Insetos sociais, as abelhas vivem em colônias, organizadas em castas, cada qual com funções delimitadas. Normalmente existem na colmeia milhares de operárias, algumas centenas de zangões e apenas uma rainha. Esta vinga da operária, alimentada com geleia real. Logo após o seu nascimento, entre cinco e sete dias, ela realiza o voo nupcial e, a dez metros de altura, se vê cercada por uma nuvem de zangões, atraídos de longe pelo odor de seu feromônio sexual.
A morte é o presente do felizardo zangão que a copula, dilacerado em seu abdômen pelo ferrão preso ao corpo da rainha. Em contrapartida, seu sêmen permanecerá ativo durante toda a vida útil da fêmea, cerca de três anos. Fora isso, os zangões não servem para mais nada. São as operárias que cuidam de todo o trabalho de manutenção e proteção da colmeia. Curioso é o mundo das abelhas.
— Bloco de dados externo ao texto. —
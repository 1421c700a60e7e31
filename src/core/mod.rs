/*!
 * Core Module
 * Configuration, errors and kernel ABI constants shared by every layer
 */

pub mod config;
pub mod errors;
pub mod limits;

pub use config::{TrampolineConfig, CONFIG_ENV};
pub use errors::{Result, TrampolineError};
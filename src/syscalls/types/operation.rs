/*!
 * Operation Descriptors
 *
 * One strongly typed argument struct per wrapped call. Arguments stay typed
 * until the executor lowers them to raw words right before the kernel call.
 *
 * Pointer fields are borrowed from the caller for the duration of one call;
 * the kernel reads or fills them, the trampoline never dereferences them.
 */

use crate::core::limits::{
    KERNEL_SIGSET_BYTES, SOCKETCALL_ACCEPT4, SOCKETCALL_SENDMSG, SOCKETCALL_SOCKET,
    SOCKETCALL_SOCKETPAIR, SYSCALL_MAX_ARGS,
};
use libc::{c_int, c_long, msghdr, sigset_t, sockaddr, socklen_t};

/// Words of a call, in the kernel's natural argument order
pub type Words = [c_long; SYSCALL_MAX_ARGS];

/// `signalfd(fd, mask, flags)`; `fd == -1` creates a new descriptor
#[derive(Debug, Clone, Copy)]
pub struct SignalfdArgs {
    pub fd: c_int,
    pub mask: *const sigset_t,
    pub flags: c_int,
}

/// `accept4(fd, addr, addr_len, flags)`; `addr_len` is in/out
#[derive(Debug, Clone, Copy)]
pub struct Accept4Args {
    pub fd: c_int,
    pub addr: *mut sockaddr,
    pub addr_len: *mut socklen_t,
    pub flags: c_int,
}

/// `sendmsg(fd, msg, flags)`; the header is opaque to the trampoline
#[derive(Debug, Clone, Copy)]
pub struct SendmsgArgs {
    pub fd: c_int,
    pub msg: *const msghdr,
    pub flags: c_int,
}

/// `socket(domain, type, protocol)`
#[derive(Debug, Clone, Copy, PartialEq, Eq)]
pub struct SocketArgs {
    pub domain: c_int,
    pub socket_type: c_int,
    pub protocol: c_int,
}

/// `socketpair(domain, type, protocol, fds)`; the kernel fills `fds`
#[derive(Debug, Clone, Copy)]
pub struct SocketpairArgs {
    pub domain: c_int,
    pub socket_type: c_int,
    pub protocol: c_int,
    pub fds: *mut [c_int; 2],
}

/// `pipe2(fds, flags)`; the kernel fills `fds`
#[derive(Debug, Clone, Copy)]
pub struct Pipe2Args {
    pub fds: *mut [c_int; 2],
    pub flags: c_int,
}

/// Logical socket-family operation
#[derive(Debug, Clone, Copy, PartialEq, Eq, Hash)]
pub enum SocketOp {
    Socket,
    Socketpair,
    Sendmsg,
    Accept4,
}

impl SocketOp {
    /// Sub-operation tag for the multiplexed `socketcall` entry
    #[inline]
    pub const fn tag(self) -> c_long {
        match self {
            SocketOp::Socket => SOCKETCALL_SOCKET,
            SocketOp::Socketpair => SOCKETCALL_SOCKETPAIR,
            SocketOp::Sendmsg => SOCKETCALL_SENDMSG,
            SocketOp::Accept4 => SOCKETCALL_ACCEPT4,
        }
    }

    /// Dedicated syscall number on ABIs that have one
    #[inline]
    pub const fn direct_number(self) -> c_long {
        match self {
            SocketOp::Socket => libc::SYS_socket,
            SocketOp::Socketpair => libc::SYS_socketpair,
            SocketOp::Sendmsg => libc::SYS_sendmsg,
            SocketOp::Accept4 => libc::SYS_accept4,
        }
    }

    pub const fn name(self) -> &'static str {
        match self {
            SocketOp::Socket => "socket",
            SocketOp::Socketpair => "socketpair",
            SocketOp::Sendmsg => "sendmsg",
            SocketOp::Accept4 => "accept4",
        }
    }
}

/// How an operation reaches the kernel
#[derive(Debug, Clone, Copy, PartialEq, Eq)]
pub enum Route {
    /// Its own syscall number on every ABI
    Direct(c_long),
    /// Through the socket call multiplexer
    Socket(SocketOp),
}

/// A wrapped call with its typed arguments
#[derive(Debug, Clone, Copy)]
pub enum Operation {
    Signalfd(SignalfdArgs),
    Accept4(Accept4Args),
    Sendmsg(SendmsgArgs),
    Socket(SocketArgs),
    Socketpair(SocketpairArgs),
    Pipe2(Pipe2Args),
}

impl Operation {
    pub const fn name(&self) -> &'static str {
        match self {
            Operation::Signalfd(_) => "signalfd",
            Operation::Accept4(_) => "accept4",
            Operation::Sendmsg(_) => "sendmsg",
            Operation::Socket(_) => "socket",
            Operation::Socketpair(_) => "socketpair",
            Operation::Pipe2(_) => "pipe2",
        }
    }

    #[inline]
    pub const fn route(&self) -> Route {
        match self {
            Operation::Signalfd(_) => Route::Direct(libc::SYS_signalfd4),
            Operation::Pipe2(_) => Route::Direct(libc::SYS_pipe2),
            Operation::Accept4(_) => Route::Socket(SocketOp::Accept4),
            Operation::Sendmsg(_) => Route::Socket(SocketOp::Sendmsg),
            Operation::Socket(_) => Route::Socket(SocketOp::Socket),
            Operation::Socketpair(_) => Route::Socket(SocketOp::Socketpair),
        }
    }

    /// Lower the typed arguments to raw words
    ///
    /// This is the only place arguments lose their types.
    pub fn words(&self) -> Words {
        match *self {
            Operation::Signalfd(a) => [
                a.fd as c_long,
                a.mask as c_long,
                KERNEL_SIGSET_BYTES as c_long,
                a.flags as c_long,
                0,
                0,
            ],
            Operation::Accept4(a) => [
                a.fd as c_long,
                a.addr as c_long,
                a.addr_len as c_long,
                a.flags as c_long,
                0,
                0,
            ],
            Operation::Sendmsg(a) => [a.fd as c_long, a.msg as c_long, a.flags as c_long, 0, 0, 0],
            Operation::Socket(a) => [
                a.domain as c_long,
                a.socket_type as c_long,
                a.protocol as c_long,
                0,
                0,
                0,
            ],
            Operation::Socketpair(a) => [
                a.domain as c_long,
                a.socket_type as c_long,
                a.protocol as c_long,
                a.fds as c_long,
                0,
                0,
            ],
            Operation::Pipe2(a) => [a.fds as c_long, a.flags as c_long, 0, 0, 0, 0],
        }
    }
}
/*!
 * Monitoring Module
 * Structured tracing for the trampoline
 */

pub mod tracer;

pub use tracer::{init_tracing, CallSpan, TRACE_JSON_ENV};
Pouca gente, óbvio, conhece as artimanhas da sociedade apícola. Mas sabe que o delicioso alimento dos enxames se fabrica a partir do néctar das flores. Desconhece, ainda assim, que, após ser recolhido, o néctar é "mastigado" pelas abelhas, momento em que nele se juntam as secreções glandulares dos insetos. Depois segue "cuspido" e concentrado nos alvéolos do favo. Cada flor, um aroma, uma cor. Segredo delicioso.
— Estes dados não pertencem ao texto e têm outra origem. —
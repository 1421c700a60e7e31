/*!
 * Syscall Types Module
 * Typed operation descriptors and their raw kernel-boundary form
 */

mod operation;
mod raw;

// Re-export all public types
pub use operation::{
    Accept4Args, Operation, Pipe2Args, Route, SendmsgArgs, SignalfdArgs, SocketArgs, SocketOp,
    SocketpairArgs, Words,
};
pub use raw::{decode, encode_errno, is_error, ArgBlock, RawCall};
Mais que na qualidade, na veracidade do mel reside um grande desafio da apicultura atual. Análises de laboratório mostram que chega a 80% a falsificação vista no mercado. Vende-se como mel legítimo uma gororoba que mistura xarope de açúcar com amido (para dar viscosidade), artificializado com odor e cor. Até desinfetante com cheiro de eucalipto já se encontrou no produto dos picaretas.
Distinguir, visualmente, mel puro da meleca falsificada não é tarefa fácil. Alguns pensam que mel endurecido é ruim. Ledo engano. Mel puro sempre tende a se cristalizar, mas uniformemente. Se formar pelotas, aí, sim, é malandragem. Os técnicos ensinam a pingar umas gotas de iodo no produto. Se ele enegrecer, significa que apresenta amido, portanto, é falso.
Só existe uma saída para enfrentar essa malandragem: identificar a origem do produto. Nesse sentido, um selo de qualidade seria bem-vindo. Enquanto isso, a fiscalização sanitária poderia funcionar melhor. E o consumidor, esperto, fugir da pechincha. Mel bom custa caro. Palavra das abelhas.
Uma ameaça ecológica apavora os apicultores. Em várias partes do mundo, enxames de abelhas perecem sem que se conheça, ao certo, a causa da mortandade. Desde 2006, o mistério da "desordem de colapso de colônia" afeta a população das abelhas. Inseticidas, perdas de hábitat, mudanças no clima, nutrição e até sinais emitidos por celulares se colocam entre os suspeitos da morte dos enxames. Os bichinhos somem sem deixarem seus restos mortais. Simplesmente desaparecem.
Ainda não relatado cientificamente por aqui, o terrível fenômeno poderá afetar não apenas a produção mundial de mel, mas também comprometer a produtividade das lavouras. Acontece que, em sua labuta diária de coletar néctar das flores, as abelhas ajudam na fertilização vegetal, melhorando a frutificação. Pólen de uma flor encontra os óvulos de outra, distante, graças ao trabalho das abelhas. Gratuito.
Pesquisadores relatam acréscimos de até 94% na produtividade de pomares de macieiras e pessegueiros quando neles se alojam colônias de abelhas. Em cafezais e laranjais, os ganhos ficam na ordem de 35%. Se desaparecerem as abelhas, perde-se o mel e, junto, ganha-se uma crise de produção rural, especialmente na fruticultura.
A cada primavera aumenta a incerteza sobre o amanhã. Dos problemas ecológicos mundiais às bandidagens corriqueiras, resta acreditar na indignação humana. A favor das abelhas, contra a degradação de sua própria natureza.